# What the task asks:
Copy out each line in the material below that has the word "UrlSigner".

# Given data:
╔══

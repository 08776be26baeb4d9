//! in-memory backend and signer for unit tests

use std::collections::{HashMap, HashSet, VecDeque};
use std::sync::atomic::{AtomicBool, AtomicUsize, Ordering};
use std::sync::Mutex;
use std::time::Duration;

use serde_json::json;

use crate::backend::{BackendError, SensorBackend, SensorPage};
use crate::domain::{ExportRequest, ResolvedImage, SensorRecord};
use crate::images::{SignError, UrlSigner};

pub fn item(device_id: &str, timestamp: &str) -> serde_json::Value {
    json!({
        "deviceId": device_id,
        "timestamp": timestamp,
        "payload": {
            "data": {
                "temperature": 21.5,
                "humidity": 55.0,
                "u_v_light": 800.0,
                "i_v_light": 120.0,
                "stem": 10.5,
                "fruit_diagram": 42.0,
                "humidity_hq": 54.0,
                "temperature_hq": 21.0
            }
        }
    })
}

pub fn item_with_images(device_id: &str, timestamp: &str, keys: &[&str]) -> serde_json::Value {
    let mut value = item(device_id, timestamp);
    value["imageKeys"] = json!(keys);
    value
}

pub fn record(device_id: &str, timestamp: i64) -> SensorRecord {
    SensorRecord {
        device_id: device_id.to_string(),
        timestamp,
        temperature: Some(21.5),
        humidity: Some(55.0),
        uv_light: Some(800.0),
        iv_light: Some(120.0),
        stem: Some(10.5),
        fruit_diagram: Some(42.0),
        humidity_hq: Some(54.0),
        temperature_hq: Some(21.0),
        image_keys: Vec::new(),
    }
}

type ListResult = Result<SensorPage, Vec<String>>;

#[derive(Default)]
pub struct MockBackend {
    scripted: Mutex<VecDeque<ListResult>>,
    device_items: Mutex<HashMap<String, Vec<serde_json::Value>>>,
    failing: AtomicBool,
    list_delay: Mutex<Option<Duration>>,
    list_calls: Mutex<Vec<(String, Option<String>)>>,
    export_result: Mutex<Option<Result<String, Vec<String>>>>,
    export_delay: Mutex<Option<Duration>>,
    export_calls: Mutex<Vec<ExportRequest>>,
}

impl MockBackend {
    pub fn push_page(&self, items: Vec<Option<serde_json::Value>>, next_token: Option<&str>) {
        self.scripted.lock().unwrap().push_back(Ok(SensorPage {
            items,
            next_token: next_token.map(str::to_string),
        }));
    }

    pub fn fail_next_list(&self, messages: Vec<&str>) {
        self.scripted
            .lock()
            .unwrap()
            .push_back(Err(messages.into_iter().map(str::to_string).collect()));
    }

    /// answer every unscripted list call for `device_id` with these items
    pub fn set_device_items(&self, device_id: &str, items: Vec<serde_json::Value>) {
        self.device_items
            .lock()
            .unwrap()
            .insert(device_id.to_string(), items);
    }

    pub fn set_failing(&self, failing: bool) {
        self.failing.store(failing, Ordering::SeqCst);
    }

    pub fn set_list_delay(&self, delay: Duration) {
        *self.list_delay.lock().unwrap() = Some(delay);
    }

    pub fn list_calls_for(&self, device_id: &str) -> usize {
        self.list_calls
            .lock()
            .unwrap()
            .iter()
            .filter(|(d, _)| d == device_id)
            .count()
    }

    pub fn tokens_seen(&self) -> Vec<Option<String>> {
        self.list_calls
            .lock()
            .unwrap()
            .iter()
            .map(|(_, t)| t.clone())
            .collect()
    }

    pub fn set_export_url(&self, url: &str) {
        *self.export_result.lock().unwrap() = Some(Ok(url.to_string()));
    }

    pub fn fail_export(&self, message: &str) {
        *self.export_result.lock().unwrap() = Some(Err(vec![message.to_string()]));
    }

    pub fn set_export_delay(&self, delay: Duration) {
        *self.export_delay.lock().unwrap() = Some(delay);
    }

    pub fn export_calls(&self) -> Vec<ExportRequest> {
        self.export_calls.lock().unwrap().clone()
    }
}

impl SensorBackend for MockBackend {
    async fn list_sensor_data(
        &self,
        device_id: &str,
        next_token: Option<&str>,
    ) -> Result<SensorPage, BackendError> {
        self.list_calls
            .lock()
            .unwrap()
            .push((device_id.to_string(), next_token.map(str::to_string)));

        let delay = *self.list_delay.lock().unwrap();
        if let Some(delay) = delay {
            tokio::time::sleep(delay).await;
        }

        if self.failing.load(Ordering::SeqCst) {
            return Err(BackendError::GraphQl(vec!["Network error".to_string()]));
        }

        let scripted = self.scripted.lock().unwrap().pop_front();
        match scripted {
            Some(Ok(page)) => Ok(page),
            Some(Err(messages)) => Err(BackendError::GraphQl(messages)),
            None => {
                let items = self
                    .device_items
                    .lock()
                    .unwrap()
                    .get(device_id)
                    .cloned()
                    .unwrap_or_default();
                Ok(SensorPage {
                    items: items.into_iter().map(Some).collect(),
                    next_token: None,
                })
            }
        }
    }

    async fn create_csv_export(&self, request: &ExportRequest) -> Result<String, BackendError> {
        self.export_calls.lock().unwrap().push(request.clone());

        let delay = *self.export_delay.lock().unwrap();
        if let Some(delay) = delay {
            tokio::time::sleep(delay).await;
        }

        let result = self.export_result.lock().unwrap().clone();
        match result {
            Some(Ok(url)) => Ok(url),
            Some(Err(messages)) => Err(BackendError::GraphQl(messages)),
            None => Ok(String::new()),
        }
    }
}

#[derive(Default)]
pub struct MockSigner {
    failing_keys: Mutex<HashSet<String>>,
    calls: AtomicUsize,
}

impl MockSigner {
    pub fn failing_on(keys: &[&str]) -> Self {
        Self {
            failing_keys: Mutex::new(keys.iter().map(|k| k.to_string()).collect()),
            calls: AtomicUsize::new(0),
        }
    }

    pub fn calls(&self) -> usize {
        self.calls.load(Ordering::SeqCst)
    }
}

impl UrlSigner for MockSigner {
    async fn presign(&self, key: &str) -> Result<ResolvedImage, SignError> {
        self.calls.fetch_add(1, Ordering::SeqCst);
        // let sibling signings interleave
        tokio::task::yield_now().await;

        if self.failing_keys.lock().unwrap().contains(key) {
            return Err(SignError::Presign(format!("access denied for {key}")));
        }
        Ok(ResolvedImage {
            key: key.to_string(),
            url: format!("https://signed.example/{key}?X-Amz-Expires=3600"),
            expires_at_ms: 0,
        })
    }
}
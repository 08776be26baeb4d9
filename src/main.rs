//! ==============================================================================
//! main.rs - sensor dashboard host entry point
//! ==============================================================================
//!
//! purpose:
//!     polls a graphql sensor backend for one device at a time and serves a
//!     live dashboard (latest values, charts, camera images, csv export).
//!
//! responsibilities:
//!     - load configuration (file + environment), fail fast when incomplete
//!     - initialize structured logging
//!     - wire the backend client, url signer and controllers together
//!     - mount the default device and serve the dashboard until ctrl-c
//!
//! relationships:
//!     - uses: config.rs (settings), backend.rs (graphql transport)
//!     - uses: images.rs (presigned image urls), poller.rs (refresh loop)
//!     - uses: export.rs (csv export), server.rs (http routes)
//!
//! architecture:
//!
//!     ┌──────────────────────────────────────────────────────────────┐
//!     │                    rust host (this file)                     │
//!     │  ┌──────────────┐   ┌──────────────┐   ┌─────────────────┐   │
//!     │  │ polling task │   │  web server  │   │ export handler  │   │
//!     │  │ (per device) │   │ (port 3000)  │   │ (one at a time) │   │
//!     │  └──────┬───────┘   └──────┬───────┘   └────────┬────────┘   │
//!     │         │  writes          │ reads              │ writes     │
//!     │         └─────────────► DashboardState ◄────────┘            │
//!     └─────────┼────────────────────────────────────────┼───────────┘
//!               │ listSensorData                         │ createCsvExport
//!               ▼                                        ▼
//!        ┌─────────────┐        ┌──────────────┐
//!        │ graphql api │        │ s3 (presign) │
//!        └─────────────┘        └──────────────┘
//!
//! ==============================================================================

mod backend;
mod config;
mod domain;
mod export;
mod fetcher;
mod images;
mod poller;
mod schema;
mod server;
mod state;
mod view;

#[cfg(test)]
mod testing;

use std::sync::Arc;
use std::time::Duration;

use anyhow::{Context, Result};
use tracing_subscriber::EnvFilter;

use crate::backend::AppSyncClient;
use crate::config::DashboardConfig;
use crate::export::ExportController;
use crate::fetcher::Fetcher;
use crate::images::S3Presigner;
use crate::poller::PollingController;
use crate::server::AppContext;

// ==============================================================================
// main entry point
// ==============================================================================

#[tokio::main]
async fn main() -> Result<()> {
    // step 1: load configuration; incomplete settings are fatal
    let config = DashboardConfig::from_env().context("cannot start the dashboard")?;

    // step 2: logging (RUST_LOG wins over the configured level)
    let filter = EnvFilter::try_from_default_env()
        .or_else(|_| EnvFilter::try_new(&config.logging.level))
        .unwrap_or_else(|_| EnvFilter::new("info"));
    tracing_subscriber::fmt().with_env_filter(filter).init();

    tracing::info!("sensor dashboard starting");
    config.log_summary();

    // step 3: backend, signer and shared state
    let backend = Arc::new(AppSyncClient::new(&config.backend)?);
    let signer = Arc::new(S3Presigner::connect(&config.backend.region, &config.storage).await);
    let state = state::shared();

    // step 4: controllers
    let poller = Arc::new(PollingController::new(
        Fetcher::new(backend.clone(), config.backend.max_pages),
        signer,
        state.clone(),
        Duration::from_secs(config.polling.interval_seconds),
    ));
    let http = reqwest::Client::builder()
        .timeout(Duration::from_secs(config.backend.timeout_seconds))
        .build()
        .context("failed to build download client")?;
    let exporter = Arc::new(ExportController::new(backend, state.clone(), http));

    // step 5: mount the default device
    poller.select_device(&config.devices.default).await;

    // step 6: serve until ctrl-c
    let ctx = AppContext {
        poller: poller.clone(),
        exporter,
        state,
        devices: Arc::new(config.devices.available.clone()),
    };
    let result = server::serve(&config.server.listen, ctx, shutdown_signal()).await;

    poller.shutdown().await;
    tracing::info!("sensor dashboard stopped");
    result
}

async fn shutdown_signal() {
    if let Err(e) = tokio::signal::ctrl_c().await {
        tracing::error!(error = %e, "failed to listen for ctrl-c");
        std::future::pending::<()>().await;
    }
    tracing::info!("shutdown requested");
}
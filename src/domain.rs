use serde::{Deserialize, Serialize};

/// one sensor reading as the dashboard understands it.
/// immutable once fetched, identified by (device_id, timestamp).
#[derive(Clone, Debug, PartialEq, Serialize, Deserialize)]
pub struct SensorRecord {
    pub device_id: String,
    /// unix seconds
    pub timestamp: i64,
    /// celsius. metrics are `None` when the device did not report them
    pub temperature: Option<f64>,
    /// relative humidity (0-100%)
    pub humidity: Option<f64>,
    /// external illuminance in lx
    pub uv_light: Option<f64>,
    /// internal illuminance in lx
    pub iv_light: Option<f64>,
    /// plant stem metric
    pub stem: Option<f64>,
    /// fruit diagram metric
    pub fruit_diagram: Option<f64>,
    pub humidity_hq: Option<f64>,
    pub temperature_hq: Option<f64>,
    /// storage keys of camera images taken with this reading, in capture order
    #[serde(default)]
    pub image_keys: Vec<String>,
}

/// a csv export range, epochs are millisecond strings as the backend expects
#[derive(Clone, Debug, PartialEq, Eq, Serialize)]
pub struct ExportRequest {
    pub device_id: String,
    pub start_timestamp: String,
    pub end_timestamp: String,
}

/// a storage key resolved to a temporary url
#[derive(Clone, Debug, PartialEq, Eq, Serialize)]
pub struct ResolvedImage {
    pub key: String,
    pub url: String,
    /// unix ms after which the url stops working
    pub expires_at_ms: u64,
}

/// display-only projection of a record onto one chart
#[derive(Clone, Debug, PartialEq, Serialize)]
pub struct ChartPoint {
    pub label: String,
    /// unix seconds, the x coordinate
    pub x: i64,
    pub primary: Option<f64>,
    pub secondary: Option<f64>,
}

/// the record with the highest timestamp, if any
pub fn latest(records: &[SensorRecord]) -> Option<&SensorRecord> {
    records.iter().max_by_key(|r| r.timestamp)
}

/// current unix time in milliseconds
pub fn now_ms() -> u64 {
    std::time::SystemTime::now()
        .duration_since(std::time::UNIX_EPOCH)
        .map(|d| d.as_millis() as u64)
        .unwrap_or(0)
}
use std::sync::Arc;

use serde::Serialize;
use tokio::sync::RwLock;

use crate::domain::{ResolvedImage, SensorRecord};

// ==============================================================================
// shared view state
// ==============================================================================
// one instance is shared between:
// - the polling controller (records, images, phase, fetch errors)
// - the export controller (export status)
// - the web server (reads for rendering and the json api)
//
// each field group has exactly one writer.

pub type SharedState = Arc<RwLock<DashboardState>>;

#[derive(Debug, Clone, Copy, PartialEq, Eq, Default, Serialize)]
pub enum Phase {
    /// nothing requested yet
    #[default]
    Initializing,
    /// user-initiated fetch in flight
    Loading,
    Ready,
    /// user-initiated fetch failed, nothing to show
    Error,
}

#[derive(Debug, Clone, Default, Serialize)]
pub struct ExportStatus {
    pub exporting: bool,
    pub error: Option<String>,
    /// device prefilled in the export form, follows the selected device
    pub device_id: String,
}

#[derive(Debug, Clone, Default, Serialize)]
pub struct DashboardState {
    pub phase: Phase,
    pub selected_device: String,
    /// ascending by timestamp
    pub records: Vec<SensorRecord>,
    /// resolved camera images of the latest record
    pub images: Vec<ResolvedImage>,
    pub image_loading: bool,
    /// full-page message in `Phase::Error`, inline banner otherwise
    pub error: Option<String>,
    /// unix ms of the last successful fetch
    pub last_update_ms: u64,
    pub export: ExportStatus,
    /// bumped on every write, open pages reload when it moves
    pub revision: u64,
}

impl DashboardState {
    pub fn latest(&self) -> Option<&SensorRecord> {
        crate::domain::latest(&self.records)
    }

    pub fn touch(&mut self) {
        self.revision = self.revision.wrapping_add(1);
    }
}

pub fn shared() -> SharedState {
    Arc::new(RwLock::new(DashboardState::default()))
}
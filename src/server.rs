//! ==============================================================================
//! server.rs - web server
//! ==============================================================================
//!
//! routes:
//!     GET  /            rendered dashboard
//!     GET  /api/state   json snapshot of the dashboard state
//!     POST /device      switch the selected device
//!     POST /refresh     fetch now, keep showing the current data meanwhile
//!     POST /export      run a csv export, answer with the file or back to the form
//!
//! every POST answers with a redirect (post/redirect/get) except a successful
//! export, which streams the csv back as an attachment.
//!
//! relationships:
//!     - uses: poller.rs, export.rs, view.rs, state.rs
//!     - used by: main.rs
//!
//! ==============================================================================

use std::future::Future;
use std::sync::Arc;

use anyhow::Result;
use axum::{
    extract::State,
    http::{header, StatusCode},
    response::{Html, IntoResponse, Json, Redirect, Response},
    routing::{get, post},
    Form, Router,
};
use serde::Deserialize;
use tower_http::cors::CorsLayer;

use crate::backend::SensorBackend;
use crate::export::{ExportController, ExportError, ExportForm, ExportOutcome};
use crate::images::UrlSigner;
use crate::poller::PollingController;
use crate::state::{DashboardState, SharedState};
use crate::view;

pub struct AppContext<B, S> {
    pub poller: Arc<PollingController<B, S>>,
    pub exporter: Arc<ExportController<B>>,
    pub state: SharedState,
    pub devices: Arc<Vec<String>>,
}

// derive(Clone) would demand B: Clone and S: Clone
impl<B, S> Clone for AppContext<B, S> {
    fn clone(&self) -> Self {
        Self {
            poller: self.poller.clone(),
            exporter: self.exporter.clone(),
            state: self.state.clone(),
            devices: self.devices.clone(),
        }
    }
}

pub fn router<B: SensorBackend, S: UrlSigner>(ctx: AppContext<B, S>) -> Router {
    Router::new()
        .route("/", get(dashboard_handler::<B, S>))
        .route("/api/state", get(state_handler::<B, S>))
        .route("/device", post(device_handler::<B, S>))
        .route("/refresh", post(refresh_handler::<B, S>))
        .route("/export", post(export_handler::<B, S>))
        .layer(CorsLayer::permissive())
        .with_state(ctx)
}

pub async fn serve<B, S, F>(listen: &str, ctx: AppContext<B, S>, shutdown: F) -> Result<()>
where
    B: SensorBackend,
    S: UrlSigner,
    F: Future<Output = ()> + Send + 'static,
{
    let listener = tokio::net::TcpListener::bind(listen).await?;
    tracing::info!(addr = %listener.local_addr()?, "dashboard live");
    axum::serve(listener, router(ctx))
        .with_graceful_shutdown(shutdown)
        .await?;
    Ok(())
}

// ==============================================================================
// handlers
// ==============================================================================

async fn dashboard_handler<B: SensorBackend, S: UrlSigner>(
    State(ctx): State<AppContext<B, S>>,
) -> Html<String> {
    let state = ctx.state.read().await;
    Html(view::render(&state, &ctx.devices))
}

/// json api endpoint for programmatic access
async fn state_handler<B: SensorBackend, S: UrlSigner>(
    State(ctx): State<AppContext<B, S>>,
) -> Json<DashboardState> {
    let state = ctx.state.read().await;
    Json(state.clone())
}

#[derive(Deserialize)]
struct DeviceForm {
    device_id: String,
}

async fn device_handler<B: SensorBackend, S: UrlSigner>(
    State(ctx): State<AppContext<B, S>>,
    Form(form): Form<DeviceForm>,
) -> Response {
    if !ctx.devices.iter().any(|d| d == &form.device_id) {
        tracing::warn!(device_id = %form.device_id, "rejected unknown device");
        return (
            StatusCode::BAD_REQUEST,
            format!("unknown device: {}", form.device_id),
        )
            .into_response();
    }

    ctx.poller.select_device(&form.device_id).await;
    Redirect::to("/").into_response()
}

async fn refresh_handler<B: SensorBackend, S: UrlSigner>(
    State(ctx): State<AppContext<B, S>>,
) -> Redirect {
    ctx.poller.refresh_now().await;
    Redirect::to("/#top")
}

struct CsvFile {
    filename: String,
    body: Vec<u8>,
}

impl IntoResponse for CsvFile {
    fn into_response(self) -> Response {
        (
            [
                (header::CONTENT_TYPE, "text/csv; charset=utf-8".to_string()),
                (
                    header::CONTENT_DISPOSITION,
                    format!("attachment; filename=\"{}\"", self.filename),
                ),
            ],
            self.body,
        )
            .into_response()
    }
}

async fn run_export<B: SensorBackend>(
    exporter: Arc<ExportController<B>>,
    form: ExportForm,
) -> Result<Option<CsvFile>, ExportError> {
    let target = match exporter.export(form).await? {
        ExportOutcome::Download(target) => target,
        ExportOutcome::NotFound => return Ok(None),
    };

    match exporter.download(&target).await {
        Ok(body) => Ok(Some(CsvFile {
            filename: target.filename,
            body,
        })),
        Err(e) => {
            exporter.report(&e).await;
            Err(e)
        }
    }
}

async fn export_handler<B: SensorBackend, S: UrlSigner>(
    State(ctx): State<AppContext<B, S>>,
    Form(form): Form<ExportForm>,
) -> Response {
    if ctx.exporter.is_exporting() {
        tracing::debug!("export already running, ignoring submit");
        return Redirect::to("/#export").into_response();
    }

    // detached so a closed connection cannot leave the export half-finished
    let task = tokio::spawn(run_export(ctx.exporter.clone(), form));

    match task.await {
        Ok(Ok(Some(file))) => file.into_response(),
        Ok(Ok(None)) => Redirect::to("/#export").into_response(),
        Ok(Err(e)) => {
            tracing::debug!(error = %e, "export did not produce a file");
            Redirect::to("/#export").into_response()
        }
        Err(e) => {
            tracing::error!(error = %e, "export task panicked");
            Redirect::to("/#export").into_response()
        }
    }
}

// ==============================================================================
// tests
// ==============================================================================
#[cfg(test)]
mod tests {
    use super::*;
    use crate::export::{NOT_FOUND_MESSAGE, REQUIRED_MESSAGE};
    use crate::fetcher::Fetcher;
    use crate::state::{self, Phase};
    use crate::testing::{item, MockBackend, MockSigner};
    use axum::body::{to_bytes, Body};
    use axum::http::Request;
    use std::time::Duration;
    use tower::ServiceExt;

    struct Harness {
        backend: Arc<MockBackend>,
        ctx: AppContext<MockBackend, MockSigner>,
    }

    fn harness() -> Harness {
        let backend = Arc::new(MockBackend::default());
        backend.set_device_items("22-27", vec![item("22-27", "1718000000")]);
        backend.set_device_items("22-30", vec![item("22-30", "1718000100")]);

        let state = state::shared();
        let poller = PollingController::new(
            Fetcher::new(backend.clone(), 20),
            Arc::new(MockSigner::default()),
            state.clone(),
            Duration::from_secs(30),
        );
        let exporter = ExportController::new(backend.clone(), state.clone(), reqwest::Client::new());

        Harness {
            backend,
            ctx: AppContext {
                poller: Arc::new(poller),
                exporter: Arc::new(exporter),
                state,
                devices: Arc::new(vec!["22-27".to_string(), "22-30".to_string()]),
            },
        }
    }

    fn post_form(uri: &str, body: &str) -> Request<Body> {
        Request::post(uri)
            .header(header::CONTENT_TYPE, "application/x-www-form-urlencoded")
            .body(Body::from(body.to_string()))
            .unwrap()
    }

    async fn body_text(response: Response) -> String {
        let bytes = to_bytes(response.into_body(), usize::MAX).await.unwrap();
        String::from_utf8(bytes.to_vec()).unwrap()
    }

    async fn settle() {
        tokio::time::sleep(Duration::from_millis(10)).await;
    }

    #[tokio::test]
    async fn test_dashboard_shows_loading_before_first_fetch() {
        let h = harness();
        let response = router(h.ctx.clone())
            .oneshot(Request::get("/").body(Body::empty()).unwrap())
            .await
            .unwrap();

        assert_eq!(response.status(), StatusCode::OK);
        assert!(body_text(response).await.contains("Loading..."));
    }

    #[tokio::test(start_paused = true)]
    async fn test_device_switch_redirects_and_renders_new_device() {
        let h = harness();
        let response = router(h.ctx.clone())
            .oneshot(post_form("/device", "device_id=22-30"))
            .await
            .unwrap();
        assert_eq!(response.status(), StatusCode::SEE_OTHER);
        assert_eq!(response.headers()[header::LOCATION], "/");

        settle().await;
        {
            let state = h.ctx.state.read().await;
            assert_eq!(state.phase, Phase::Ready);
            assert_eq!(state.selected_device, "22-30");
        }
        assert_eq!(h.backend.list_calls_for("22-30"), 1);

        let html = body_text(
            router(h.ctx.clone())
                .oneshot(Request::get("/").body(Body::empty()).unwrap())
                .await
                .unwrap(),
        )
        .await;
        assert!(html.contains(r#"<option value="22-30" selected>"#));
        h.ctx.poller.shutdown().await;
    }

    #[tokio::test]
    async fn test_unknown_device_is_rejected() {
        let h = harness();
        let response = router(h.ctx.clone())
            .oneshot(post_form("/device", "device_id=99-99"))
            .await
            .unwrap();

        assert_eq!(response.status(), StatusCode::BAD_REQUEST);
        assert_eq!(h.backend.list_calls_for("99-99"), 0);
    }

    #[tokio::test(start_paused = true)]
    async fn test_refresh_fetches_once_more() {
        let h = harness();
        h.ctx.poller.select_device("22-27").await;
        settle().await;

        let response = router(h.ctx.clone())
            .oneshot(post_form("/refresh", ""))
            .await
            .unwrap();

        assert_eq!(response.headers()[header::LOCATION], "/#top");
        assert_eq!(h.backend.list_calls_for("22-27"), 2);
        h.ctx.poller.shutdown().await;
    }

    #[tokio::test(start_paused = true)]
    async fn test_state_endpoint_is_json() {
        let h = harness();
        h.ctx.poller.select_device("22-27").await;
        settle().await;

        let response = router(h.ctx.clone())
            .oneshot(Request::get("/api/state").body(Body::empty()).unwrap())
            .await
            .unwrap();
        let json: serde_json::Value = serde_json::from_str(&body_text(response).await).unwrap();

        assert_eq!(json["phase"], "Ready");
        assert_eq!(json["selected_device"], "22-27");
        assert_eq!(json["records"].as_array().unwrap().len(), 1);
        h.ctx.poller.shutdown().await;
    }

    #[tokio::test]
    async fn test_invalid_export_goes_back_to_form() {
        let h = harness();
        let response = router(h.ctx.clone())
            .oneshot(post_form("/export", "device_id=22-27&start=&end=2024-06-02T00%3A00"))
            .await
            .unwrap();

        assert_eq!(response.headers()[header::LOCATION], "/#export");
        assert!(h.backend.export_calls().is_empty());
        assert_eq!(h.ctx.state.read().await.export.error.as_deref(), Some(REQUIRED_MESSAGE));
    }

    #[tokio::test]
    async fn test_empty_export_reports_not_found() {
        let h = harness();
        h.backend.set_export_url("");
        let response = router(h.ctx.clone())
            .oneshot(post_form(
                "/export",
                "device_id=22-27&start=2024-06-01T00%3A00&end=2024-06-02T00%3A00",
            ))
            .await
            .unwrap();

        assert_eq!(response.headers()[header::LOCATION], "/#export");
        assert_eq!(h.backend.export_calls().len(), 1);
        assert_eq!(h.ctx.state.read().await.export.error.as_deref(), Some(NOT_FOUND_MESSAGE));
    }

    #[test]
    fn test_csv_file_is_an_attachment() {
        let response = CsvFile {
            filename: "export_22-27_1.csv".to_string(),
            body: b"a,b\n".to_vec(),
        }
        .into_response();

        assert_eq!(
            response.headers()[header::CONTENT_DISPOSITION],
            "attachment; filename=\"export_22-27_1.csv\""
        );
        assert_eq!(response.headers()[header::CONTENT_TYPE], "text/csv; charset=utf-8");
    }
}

╚══

# Exercise solution:
use crate::images::{SignError, UrlSigner};
impl UrlSigner for MockSigner {
use crate::images::UrlSigner;
pub fn router<B: SensorBackend, S: UrlSigner>(ctx: AppContext<B, S>) -> Router {
    S: UrlSigner,
async fn dashboard_handler<B: SensorBackend, S: UrlSigner>(
async fn state_handler<B: SensorBackend, S: UrlSigner>(
async fn device_handler<B: SensorBackend, S: UrlSigner>(
async fn refresh_handler<B: SensorBackend, S: UrlSigner>(
async fn export_handler<B: SensorBackend, S: UrlSigner>(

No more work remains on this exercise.